Landlords love TI buyouts because they offload risk. When they manage a buildout, they carry construction cost overruns, contractor disputes, permit delays, and lien risks — all of which can blow a hole in their pro forma. A buyout lets them book a fixed cost and move on. From your side, the advantages are clear:
- You control the GC. No landlord-approved contractor who marks up everything and takes months longer than necessary.
- You keep the savings. If you build it for less than the buyout amount, that cash is yours — not the landlord's.
- Speed. No waiting for the landlord's architect, bidding process, or approval chain. You sign, get the check, and start demo next week.
- Tax flexibility.
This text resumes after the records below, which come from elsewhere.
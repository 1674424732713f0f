//! Outcome dispatcher.
//!
//! Thin glue between the interpretation engine and the bus: a routable
//! outcome becomes one published command, every failure outcome becomes a
//! spoken dialog, and `NoInterpretation` stays silent.

use std::sync::Arc;

use voxbridge_engine::Outcome;

use crate::dialog::{DialogKey, DialogSource};
use crate::error::Result;
use crate::messaging::{Messaging, SPEECH_SAY};

/// Turns an [`Outcome`] into an outbound message or a dialog playback.
#[derive(Clone)]
pub struct Dispatcher {
    messaging: Arc<dyn Messaging>,
    dialogs: Arc<dyn DialogSource>,
}

impl Dispatcher {
    /// Create a dispatcher over the given bus and dialog source.
    pub fn new(messaging: Arc<dyn Messaging>, dialogs: Arc<dyn DialogSource>) -> Self {
        Self { messaging, dialogs }
    }

    /// Act on one classification outcome.
    pub async fn dispatch(&self, outcome: &Outcome, language: &str) -> Result<()> {
        match outcome {
            Outcome::Route {
                module,
                capacity,
                arguments,
                confidence,
            } => {
                let topic = format!("{module}/{capacity}");
                let payload = serde_json::json!({ "arguments": arguments });
                tracing::info!(topic = %topic, confidence, "publishing routed command");
                self.messaging.publish(&topic, payload).await
            }

            Outcome::NoMatch => {
                tracing::info!("nothing matched, playing not-understood dialog");
                self.say(language, DialogKey::NotUnderstand).await
            }

            Outcome::BadIntentName { raw_value } => {
                // A misnamed definition on the provider side; the user hears
                // the same dialog as for a plain miss.
                tracing::error!(raw_value = %raw_value, "bad intent name from provider");
                self.say(language, DialogKey::NotUnderstand).await
            }

            Outcome::NeedConfirmation { confidence } => {
                tracing::info!(confidence, "confidence too low, asking for confirmation");
                self.say(language, DialogKey::Uncertain).await
            }

            Outcome::CapacityUnavailable { module, capacity } => {
                tracing::warn!(module = %module, capacity = %capacity, "target module not alive");
                self.say(language, DialogKey::CanNotDoIt).await
            }

            Outcome::NoInterpretation => {
                tracing::debug!("no interpretation, staying silent");
                Ok(())
            }
        }
    }

    /// Request playback of the dialog behind `key`.
    pub async fn say(&self, language: &str, key: DialogKey) -> Result<()> {
        let text = self.dialogs.dialog(language, key)?;
        self.messaging
            .call(SPEECH_SAY, serde_json::json!({ "text": text }))
            .await
    }
}

// ---------------------------------------------------------------------------
// Tests
// ---------------------------------------------------------------------------

#[cfg(test)]
mod tests {
    use std::collections::HashMap;

    use crate::testutil::{BusEvent, RecordingMessaging, StaticDialogs};

    use super::*;

    fn dispatcher() -> (Dispatcher, Arc<RecordingMessaging>) {
        let messaging = Arc::new(RecordingMessaging::default());
        let dispatcher = Dispatcher::new(messaging.clone(), Arc::new(StaticDialogs));
        (dispatcher, messaging)
    }

    #[tokio::test]
    async fn route_publishes_module_slash_capacity() {
        let (dispatcher, messaging) = dispatcher();
        let outcome = Outcome::Route {
            module: "light".to_owned(),
            capacity: "toggle".to_owned(),
            arguments: HashMap::from([("room".to_owned(), serde_json::json!("kitchen"))]),
            confidence: 0.95,
        };

        dispatcher.dispatch(&outcome, "en_US").await.unwrap();

        assert_eq!(
            messaging.events(),
            vec![BusEvent::Publish {
                topic: "light/toggle".to_owned(),
                payload: serde_json::json!({"arguments": {"room": "kitchen"}}),
            }]
        );
    }

    #[tokio::test]
    async fn miss_outcomes_play_the_not_understood_dialog() {
        for outcome in [
            Outcome::NoMatch,
            Outcome::BadIntentName {
                raw_value: "light_toggle".to_owned(),
            },
        ] {
            let (dispatcher, messaging) = dispatcher();
            dispatcher.dispatch(&outcome, "en_US").await.unwrap();
            assert_eq!(
                messaging.events(),
                vec![BusEvent::Call {
                    procedure: "speech.say".to_owned(),
                    args: serde_json::json!({"text": "[en_US] not_understand"}),
                }]
            );
        }
    }

    #[tokio::test]
    async fn confirmation_plays_the_uncertain_dialog() {
        let (dispatcher, messaging) = dispatcher();
        dispatcher
            .dispatch(&Outcome::NeedConfirmation { confidence: 0.4 }, "en_US")
            .await
            .unwrap();
        assert_eq!(
            messaging.events(),
            vec![BusEvent::Call {
                procedure: "speech.say".to_owned(),
                args: serde_json::json!({"text": "[en_US] uncertain"}),
            }]
        );
    }

    #[tokio::test]
    async fn unavailable_capacity_plays_cannot_do_it() {
        let (dispatcher, messaging) = dispatcher();
        dispatcher
            .dispatch(
                &Outcome::CapacityUnavailable {
                    module: "light".to_owned(),
                    capacity: "toggle".to_owned(),
                },
                "en_US",
            )
            .await
            .unwrap();
        assert_eq!(
            messaging.events(),
            vec![BusEvent::Call {
                procedure: "speech.say".to_owned(),
                args: serde_json::json!({"text": "[en_US] can_not_do_it"}),
            }]
        );
    }

    #[tokio::test]
    async fn no_interpretation_is_silent() {
        let (dispatcher, messaging) = dispatcher();
        dispatcher
            .dispatch(&Outcome::NoInterpretation, "en_US")
            .await
            .unwrap();
        assert!(messaging.events().is_empty());
    }
}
A lump-sum TI payment is often treated as a leasehold improvement allowance that you can depreciate or expense depending on your tax structure — consult your CPA.
The landlord's typical reservation: they worry you'll pocket the cash and leave the space unfinished, hurting their building's value. So you'll often need to demonstrate financial capacity or a track record of buildouts. Offer a simple letter of credit or a personal guarantee if needed — but never let them hold the cash hostage against completion.
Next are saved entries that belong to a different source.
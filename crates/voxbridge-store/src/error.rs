//! Store error types.

/// Errors surfaced by the model store.
#[derive(Debug, thiserror::Error)]
pub enum StoreError {
    #[error("io error: {0}")]
    Io(#[from] std::io::Error),
}

/// Convenience alias.
pub type Result<T> = std::result::Result<T, StoreError>;
//! Daemon glue for voxbridge.
//!
//! This crate wires the interpretation engine and the model pipeline to the
//! outside world:
//!
//! - **Messaging**: the [`Messaging`] trait and its MQTT implementation
//!   [`mqtt::MqttMessaging`].
//! - **Dialogs**: the [`DialogSource`] trait and filesystem implementation.
//! - **Dispatch**: [`Dispatcher`] turning outcomes into bus traffic.
//! - **Entry points**: [`VoiceBridge`] with text understanding, the audio
//!   listening loop, and the self test.
//! - **Watch loop**: [`watch::watch_intents`] driving the sync/build
//!   pipeline from an intent change stream.
//! - **Config**: immutable [`config::DaemonConfig`] snapshots behind
//!   [`config::ConfigHandle`].

pub mod bridge;
pub mod config;
pub mod dialog;
pub mod dispatch;
pub mod error;
pub mod messaging;
pub mod mqtt;
pub mod watch;

#[cfg(test)]
mod testutil;

pub use bridge::VoiceBridge;
pub use config::{ConfigHandle, DaemonConfig};
pub use dialog::{DialogKey, DialogSource, FsDialogSource};
pub use dispatch::Dispatcher;
pub use error::{DaemonError, Result};
pub use messaging::Messaging;
pub use mqtt::{MqttConfig, MqttMessaging};
pub use watch::{ChannelChangeStream, IntentChangeStream, watch_intents};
The Discount Math: How Much Should You Ask For?

The buyout is never the full TI allowance — landlords deduct the costs they would have incurred to manage the buildout. Standard industry practice lands at a discount from the stated TI per square foot. Here's the breakdown:
- Landlord's saved costs: project management, general conditions, and contingency reserves. That's typically a meaningful percentage total.
- Your leverage point: If the space is truly as-is with no existing improvements, you can push for a higher percentage because the landlord has zero work to do. If they've already poured slab, run MEP rough-ins, or built a core-and-shell, they may argue for a lower percentage.
- The "phantom TI" trap: Some landlords quote a high TI allowance but never intend to spend it — they're pricing it into the rent. A buyout exposes that bluff. If they balk at a reasonable discount, ask for a detailed buildout budget line by line. If they can't produce one, they were padding the number.
Structuring the Lease Language: The Critical Clauses

Your lease must be crystal clear. Vague language is how landlords eat your cash. Insist on these four clauses:
- Unconditional payment trigger: "Landlord shall pay Tenant the TI Buyout Amount within a short period after Lease Commencement, without any requirement for Tenant to provide receipts, invoices, or evidence of construction." This is non-negotiable.
- No clawback or offset: "The TI Buyout Amount shall not be subject to offset, deduction, or recapture for any reason, including early termination or default by Tenant." (Landlords will try to insert a clawback if you break the lease early — push back hard. You earned that cash.)
- Independent contractor right: "Tenant may use any contractor, architect, or engineer of its choosing, without Landlord's approval, provided such work complies with applicable building codes and does not affect structural elements or MEP systems serving other tenants." This preserves your control.
- Waiver of lien rights: "Tenant shall indemnify Landlord against any mechanic's liens arising from Tenant's work, and shall provide a lien waiver upon request." This is fair — protects the landlord from your contractor problems.
One more trap: The "TI Allowance" defined in the lease might be a reimbursement structure, not a lump sum. You must explicitly change the definition to "TI Buyout Amount" as a separate line item. Never assume the standard form covers this.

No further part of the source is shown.